La arepa no es solo comida: es geopolítica, identidad y —en el caso de Colombia y Venezuela— una guerra fría con sabor a maíz. No hay debate más viejo ni más sabroso. ¿Quién la inventó? ¿De quién es la original? Cada país asegura que la suya es la verdadera, mientras el resto del mundo observa sin entender por qué dos naciones hermanas podrían romper relaciones diplomáticas por un disco de harina.
Pero más allá del orgullo patrio, hay ciencia en la arepa. Y entenderla explica por qué este alimento tan simple ha resistido siglos, fronteras y peleas en Twitter.
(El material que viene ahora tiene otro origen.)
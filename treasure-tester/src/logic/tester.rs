use colored::Colorize;
use serde::{Deserialize, Serialize};
use std::path::{Path, PathBuf};
use std::time::{Duration, Instant};

use crate::common::iteration_store_dir;
use crate::common::scenario::TestScenario;
use crate::logic::game_tester::{GameTester, PlaythroughPlan, PlaythroughSummary};

#[derive(Debug, Clone, Serialize, Deserialize)]
pub struct ScenarioResult {
    pub scenario_name: String,
    pub passed: bool,
    pub iterations_run: usize,
    pub successful_iterations: usize,
    pub failures: Vec<String>,
    #[serde(with = "duration_serde")]
    pub average_duration: Duration,
    #[serde(with = "duration_vec_serde")]
    pub performance_data: Vec<Duration>,
}

pub struct LogicTester {
    game_tester: GameTester,
    store_root: PathBuf,
    verbose: bool,
}

impl LogicTester {
    pub fn new(game_tester: GameTester, store_root: impl Into<PathBuf>, verbose: bool) -> Self {
        Self {
            game_tester,
            store_root: store_root.into(),
            verbose,
        }
    }

    pub fn run_scenario(&self, scenario: &TestScenario, iterations: usize) -> ScenarioResult {
        if self.verbose {
            println!(
                "🧪 Testing scenario: {} ({} actions)",
                scenario.name.bright_white(),
                scenario.plan.actions.len()
            );
        }

        let (successes, failures, performance_data) =
            self.run_iterations(scenario, iterations);

        let avg_duration = if performance_data.is_empty() {
            Duration::ZERO
        } else {
            performance_data.iter().sum::<Duration>()
                / u32::try_from(performance_data.len()).unwrap_or(1)
        };

        ScenarioResult {
            scenario_name: scenario.name.to_string(),
            passed: failures.is_empty(),
            iterations_run: iterations,
            successful_iterations: successes,
            failures,
            average_duration: avg_duration,
            performance_data,
        }
    }

    fn run_iterations(
        &self,
        scenario: &TestScenario,
        iterations: usize,
    ) -> (usize, Vec<String>, Vec<Duration>) {
        let mut successes = 0;
        let mut failures = Vec::new();
        let mut performance_data = Vec::new();

        for i in 0..iterations {
            let start_time = Instant::now();
            let dir = iteration_store_dir(&self.store_root, scenario.name, i + 1);

            match self.run_once(&scenario.plan, &dir) {
                Err(err) => {
                    failures.push(format!("Iteration {} ({}): {err:#}", i + 1, dir.display()));
                    if self.verbose {
                        println!(
                            "  ❌ Iteration {}/{} failed: {}",
                            i + 1,
                            iterations,
                            format!("{err:#}").red()
                        );
                    }
                }
                Ok(summary) => {
                    successes += 1;
                    let duration = start_time.elapsed();
                    performance_data.push(duration);

                    if self.verbose {
                        println!(
                            "  ✅ Iteration {}/{} passed ({duration:?}) score:{} found:{}/{} unlocks:{}",
                            i + 1,
                            iterations,
                            summary.progress.total_score(),
                            summary.overview.discovered,
                            summary.overview.total_treasures,
                            summary.unlock_log.len()
                        );
                    }
                }
            }
        }

        (successes, failures, performance_data)
    }

    fn run_once(&self, plan: &PlaythroughPlan, dir: &Path) -> anyhow::Result<PlaythroughSummary> {
        let summary = self.game_tester.run_plan(plan, dir)?;
        if let Some(err) = evaluate_expectations(plan, &summary) {
            anyhow::bail!("{err} | {}", describe_summary(&summary));
        }
        Ok(summary)
    }
}

fn evaluate_expectations(plan: &PlaythroughPlan, summary: &PlaythroughSummary) -> Option<String> {
    plan.expectations
        .iter()
        .find_map(|expectation| expectation.evaluate(summary).err())
        .map(|err| err.to_string())
}

fn describe_summary(summary: &PlaythroughSummary) -> String {
    let unlocks = if summary.unlock_log.is_empty() {
        "none".to_string()
    } else {
        summary
            .unlock_log
            .iter()
            .map(|id| id.as_str())
            .collect::<Vec<_>>()
            .join(",")
    };
    format!(
        "steps {} score {} found {}/{} quizzes {} unlocks [{}] rejected {} degraded {}",
        summary.steps,
        summary.progress.total_score(),
        summary.overview.discovered,
        summary.overview.total_treasures,
        summary.progress.completed_quizzes().len(),
        unlocks,
        summary.rejected.len(),
        summary.storage_degraded
    )
}

mod duration_serde {
    use serde::{Deserialize, Deserializer, Serialize, Serializer};
    use std::time::Duration;

    pub fn serialize<S>(duration: &Duration, serializer: S) -> Result<S::Ok, S::Error>
    where
        S: Serializer,
    {
        duration.as_millis().serialize(serializer)
    }

    pub fn deserialize<'de, D>(deserializer: D) -> Result<Duration, D::Error>
    where
        D: Deserializer<'de>,
    {
        let millis = u128::deserialize(deserializer)?;
        Ok(Duration::from_millis(u64::try_from(millis).unwrap_or(0)))
    }
}

mod duration_vec_serde {
    use serde::{Deserialize, Deserializer, Serialize, Serializer};
    use std::time::Duration;

    pub fn serialize<S>(durations: &[Duration], serializer: S) -> Result<S::Ok, S::Error>
    where
        S: Serializer,
    {
        let millis: Vec<u128> = durations.iter().map(Duration::as_millis).collect();
        millis.serialize(serializer)
    }

    pub fn deserialize<'de, D>(deserializer: D) -> Result<Vec<Duration>, D::Error>
    where
        D: Deserializer<'de>,
    {
        let millis_vec = Vec::<u128>::deserialize(deserializer)?;
        Ok(millis_vec
            .into_iter()
            .map(|m| Duration::from_millis(u64::try_from(m).unwrap_or(0)))
            .collect())
    }
}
Todo empieza con el maíz. La arepa tradicional no se hace con cualquier harina: se hace con maíz nixtamalizado, un proceso que los pueblos originarios ya dominaban hace más de mil años. La nixtamalización —palabra que suena a hechizo azteca— consiste en cocinar el maíz con cal y agua. Esto libera nutrientes, mejora el sabor y permite que la masa sea moldeable. Es básicamente química ancestral: sin ese paso, la masa se parte, el sabor se apaga y la textura se vuelve triste.
Luego viene el amasado. Un científico te diría que aquí se activan las cadenas de almidón; una abuela te diría que aquí se activa el amor. Ambas tienen razón. La temperatura de las manos, la cantidad de agua, incluso la fuerza con la que se aprieta la masa, cambian el resultado. Una arepa muy húmeda se desmorona; una muy seca parece ladrillo. En términos técnicos: el equilibrio perfecto está en una humedad del 45%. En términos prácticos: cuando la masa ya no se pega a los dedos, pero sigue viva.
La cocción es otra historia. Los colombianos somos flexibles: asada, frita, horneada, al rescoldo, con queso, sin queso, rellena de chicharrón o de nostalgia. En cada región hay una versión diferente, y todas tienen razón. La arepa paisa es minimalista, delgada, casi simbólica. La boyacense es dulce, una galleta con alma. La costeña tiene mantequilla y actitud. En cambio, la venezolana es una diva: gruesa, rellena, fotogénica, hecha para el aplauso.
Ahí está el verdadero conflicto. El colombiano ve la arepa venezolana como una hamburguesa de maíz; el venezolano ve la colombiana como una tostada inacabada. Y aunque ambos tienen argumentos, la verdad es que comparten la misma raíz. Literalmente. Los arqueólogos han encontrado rastros de masas de maíz cocidas hace más de 2.000 años en zonas que hoy son comunes a ambos países. La arepa es precolombina, y su territorio original no entendía de fronteras. Así que, técnicamente, la arepa es más vieja que Colombia y Venezuela.
Pero claro, la razón no detiene la pasión. Los memes, las discusiones y los videos comparativos seguirán hasta el fin de los tiempos. Porque la arepa, más que un alimento, es un símbolo. En ella cada quien pone su identidad: lo que significa hogar, desayuno y pertenencia. Cuando un colombiano dice “mi mamá hace las mejores arepas”, no está hablando de gastronomía; está hablando de infancia.
Y en el fondo, esa es la magia. Pocas comidas logran condensar tanto cariño y tanta ciencia en algo tan simple. Un disco de maíz que puede ser desayuno, cena, o argumento diplomático. La arepa une y divide, alimenta y provoca. Es física, química, historia y emoción.
Así que sí, probablemente la pelea nunca se acabe. Pero tal vez no deba hacerlo. Porque mientras colombianos y venezolanos sigan discutiendo con pasión sobre quién hace la mejor arepa, significa que ambos siguen queriendo lo mismo: conservar una tradición que sabe a hogar.
Al final, la respuesta más sabia no está en un tratado internacional ni en un TikTok comparativo. Está en la cocina, cuando uno muerde una arepa caliente y se da cuenta de que, sin importar de dónde venga, el sabor del maíz recién tostado es una verdad universal.